Thanks for your suggestions.


On Mon, Oct 21, 2013 at 2:12 PM, Reynold Xin <> wrote:

> Maybe you can override HadoopRDD's compute method to do that?
> On Mon, Oct 21, 2013 at 8:16 AM, Ameet Kini <> wrote:
>> Right, except both my sequence files are large and so doing a "collect()"
>> and then broadcasting one of them would be costly. Since I have two large
>> sorted sequence files with a one-to-one relationship among the keys, I need
>> to perform the "merge" portion of a good old "sort-merge" join. And it is
>> actually a very simple merge, since each key is unique within the file.
>> I was looking at the mapPartitions API:
>> def  mapPartitions[U](f: (Iterator[T]) => Iterator[U], preservesPartitioning:
>> Boolean)(implicit arg0: ClassManifest[U]): RDD<>
>> [U]
>> If somehow the function f has access to the underlying partition
>> information (e.g., HadoopPartition.inputSplit), then it could open a reader
>> on the actual hdfs file corresponding to that inputSplit, and manually do
>> the join. But looks like HadoopPartition is declared private. Is there some
>> other way to figure out which underlying HDFS file corresponds to the
>> partition being iterated upon in mapPartitions?
>> Ameet
>> On Mon, Oct 21, 2013 at 12:54 AM, Reynold Xin <> wrote:
>>> How about the following:
>>> val smallFile = sc.sequenceFile(....).collect()
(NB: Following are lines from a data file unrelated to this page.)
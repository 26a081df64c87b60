mod audio;
mod cli;
mod config;
mod dsp;
mod error;
mod export;

use anyhow::{Context, Result};
use clap::Parser;
use indicatif::{ProgressBar, ProgressStyle};

use cli::Cli;
use dsp::fft::PlanCache;
use dsp::window::WindowShape;

fn main() -> Result<()> {
    env_logger::Builder::from_env(env_logger::Env::default().default_filter_or("info"))
        .format_timestamp_millis()
        .init();

    let mut cli = Cli::parse();

    // Load config: explicit --config path, or auto-detect spectro.toml / global config
    let config_path = cli.config.clone().or_else(|| {
        let local = std::path::PathBuf::from("spectro.toml");
        if local.exists() {
            return Some(local);
        }
        if let Some(home) = dirs::home_dir() {
            let xdg = home.join(".config").join("spectro").join("config.toml");
            if xdg.exists() {
                return Some(xdg);
            }
        }
        if let Some(config_dir) = dirs::config_dir() {
            let platform = config_dir.join("spectro").join("config.toml");
            if platform.exists() {
                return Some(platform);
            }
        }
        None
    });
    if let Some(ref path) = config_path {
        if let Some(cfg) = config::load_config(path) {
            log::info!("Loaded config from {}", path.display());
            // Merge: config values apply only when CLI is at its default
            if cli.width == 640 { cli.width = cfg.output.width; }
            if cli.fft_samples == 512 { cli.fft_samples = cfg.fft.fft_samples; }
            if cli.window == "hann" { cli.window = cfg.fft.window; }
            if cli.alpha.is_none() { cli.alpha = cfg.fft.alpha; }
            if cli.noverlap.is_none() { cli.noverlap = cfg.fft.noverlap; }
        } else {
            log::warn!("Failed to load config from {}", path.display());
        }
    }

    let format = export::Format::from_path(&cli.output);

    // Precomputed-matrix mode: skip decoding and the FFT entirely.
    if let Some(ref source) = cli.frequencies {
        log::info!("Loading precomputed frequencies from {}", source);
        let matrix = load_frequencies(source)?;
        log::info!(
            "Loaded matrix: {} columns x {} bins",
            matrix.len(),
            matrix.first().map_or(0, Vec::len)
        );

        let display = dsp::resample::resample(&matrix, cli.width)?;
        export::write_matrix(&cli.output, &display, format)?;
        log::info!("Done! Output: {}", cli.output.display());
        return Ok(());
    }

    let input = cli.input.as_ref().context("Input audio file is required")?;
    if !input.exists() {
        anyhow::bail!("Input file not found: {}", input.display());
    }

    let shape: WindowShape = cli.window.parse()?;

    log::info!("spectro - audio spectrogram generator");
    log::info!("Input: {}", input.display());
    log::info!("Output: {}", cli.output.display());
    log::info!(
        "FFT: {} samples, {} window, {} display columns",
        cli.fft_samples,
        cli.window,
        cli.width
    );

    // 1. Decode audio (channel 0)
    log::info!("Decoding audio...");
    let audio_data = audio::decode::decode_audio(input)?;

    // 2. Build (or reuse) the FFT plan
    let mut plans = PlanCache::default();
    let plan = plans.get_or_build(cli.fft_samples, audio_data.sample_rate, shape, cli.alpha)?;
    log::info!("Frequency resolution: {:.1} Hz/bin", plan.bin_resolution());

    let noverlap = match cli.noverlap {
        Some(n) => n,
        None => dsp::spectrogram::derive_noverlap(
            cli.fft_samples,
            audio_data.samples.len(),
            cli.width,
        ),
    };

    // 3. Sliced, windowed FFT pass over the sample buffer
    let segments = if noverlap < cli.fft_samples && audio_data.samples.len() >= cli.fft_samples {
        (audio_data.samples.len() - cli.fft_samples) / (cli.fft_samples - noverlap) + 1
    } else {
        0
    };
    log::info!("Computing spectrogram ({} segments, overlap {})...", segments, noverlap);

    let pb = ProgressBar::new(segments as u64);
    pb.set_style(
        ProgressStyle::default_bar()
            .template("[{elapsed_precise}] {bar:40.cyan/blue} {pos}/{len} segments ({eta} remaining)")
            .unwrap()
            .progress_chars("=>-"),
    );

    let spectrogram = dsp::spectrogram::build(
        &plan,
        &audio_data.samples,
        Some(noverlap),
        cli.width,
        Some(&pb),
    )?;
    pb.finish_and_clear();

    if spectrogram.columns.is_empty() {
        log::warn!(
            "Audio is shorter than one FFT segment ({} samples); nothing to render",
            cli.fft_samples
        );
    } else {
        log::info!(
            "Spectrogram: {} columns, peak magnitude {:.3} at {:.0} Hz",
            spectrogram.columns.len(),
            spectrogram.peak_magnitude,
            spectrogram.peak_bin as f32 * plan.bin_resolution()
        );
    }

    // 4. Resample the time axis onto the display width
    let display = dsp::resample::resample(&spectrogram.columns, cli.width)?;

    // 5. Export
    export::write_matrix(&cli.output, &display, format)?;
    log::info!("Done! Output: {}", cli.output.display());
    Ok(())
}

/// Fetch a precomputed frequency matrix from a local file or an HTTP URL.
///
/// The wire shape is a JSON array of columns, each an array of byte
/// intensities.
fn load_frequencies(source: &str) -> Result<Vec<Vec<u8>>> {
    let data = if source.starts_with("http://") || source.starts_with("https://") {
        let response = reqwest::blocking::get(source)
            .with_context(|| format!("Failed to fetch frequencies from {source}"))?;
        if !response.status().is_success() {
            anyhow::bail!(
                "Failed to fetch frequencies from {}: HTTP {}",
                source,
                response.status()
            );
        }
        response
            .bytes()
            .context("Failed to read frequencies response")?
            .to_vec()
    } else {
        std::fs::read(source)
            .with_context(|| format!("Failed to read frequencies file: {source}"))?
    };

    serde_json::from_slice(&data).context("Failed to parse frequencies JSON")
}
>>> val largeFile = sc.sequenceFile(...)
>>> val small = sc.broadcast(smallFile)
>>> largeFile.mapPartitions { iter =>
>>>   // build up a hash table for small. called it smallTable
>>>   iter.filter(row => smallTable.contains(row.joinKey)).map { row =>
>>>     join smallTable.get(row.joinKey) with row itself
>>>   }
>>> }
>>> On Fri, Oct 18, 2013 at 2:22 PM, Ameet Kini <> wrote:
>>>> Forgot to add an important point. My sequence files are sorted (they're
>>>> actually Hadoop map files). Since they're sorted, it makes sense to do a
>>>> fetch at the partition-level of the inner sequence file.
>>>> Thanks,
>>>> Ameet
>>>> On Fri, Oct 18, 2013 at 5:20 PM, Ameet Kini <>wrote:
>>>>> I've seen discussions where the suggestion is to do a map-side join,
>>>>> but haven't seen an example yet, and can certainly use one. I have two
>>>>> sequence files where the key is unique within each file, so the join
is a
>>>>> one-to-one join, and can hence benefit from a map-side join. However
>>>>> sequence files can be large, so reading one of them completely in the
>>>>> driver and broadcasting it out would be expensive.
>>>>> I don't think there is a map-side join implementation in Spark but
>>>>> earlier suggestions have been to write one using mapPartitions on one
>>>>> the operands as the outer loop. If that is the case, how would I fetch
>>>>> split corresponding to the keys in the outer's partition. I'd prefer
to do
>>>>> a fetch-per-partition rather than a fetch-per-tuple.
>>>>> In any case, some feedback, and preferably, an example of a map-side
>>>>> join without broadcasting would help.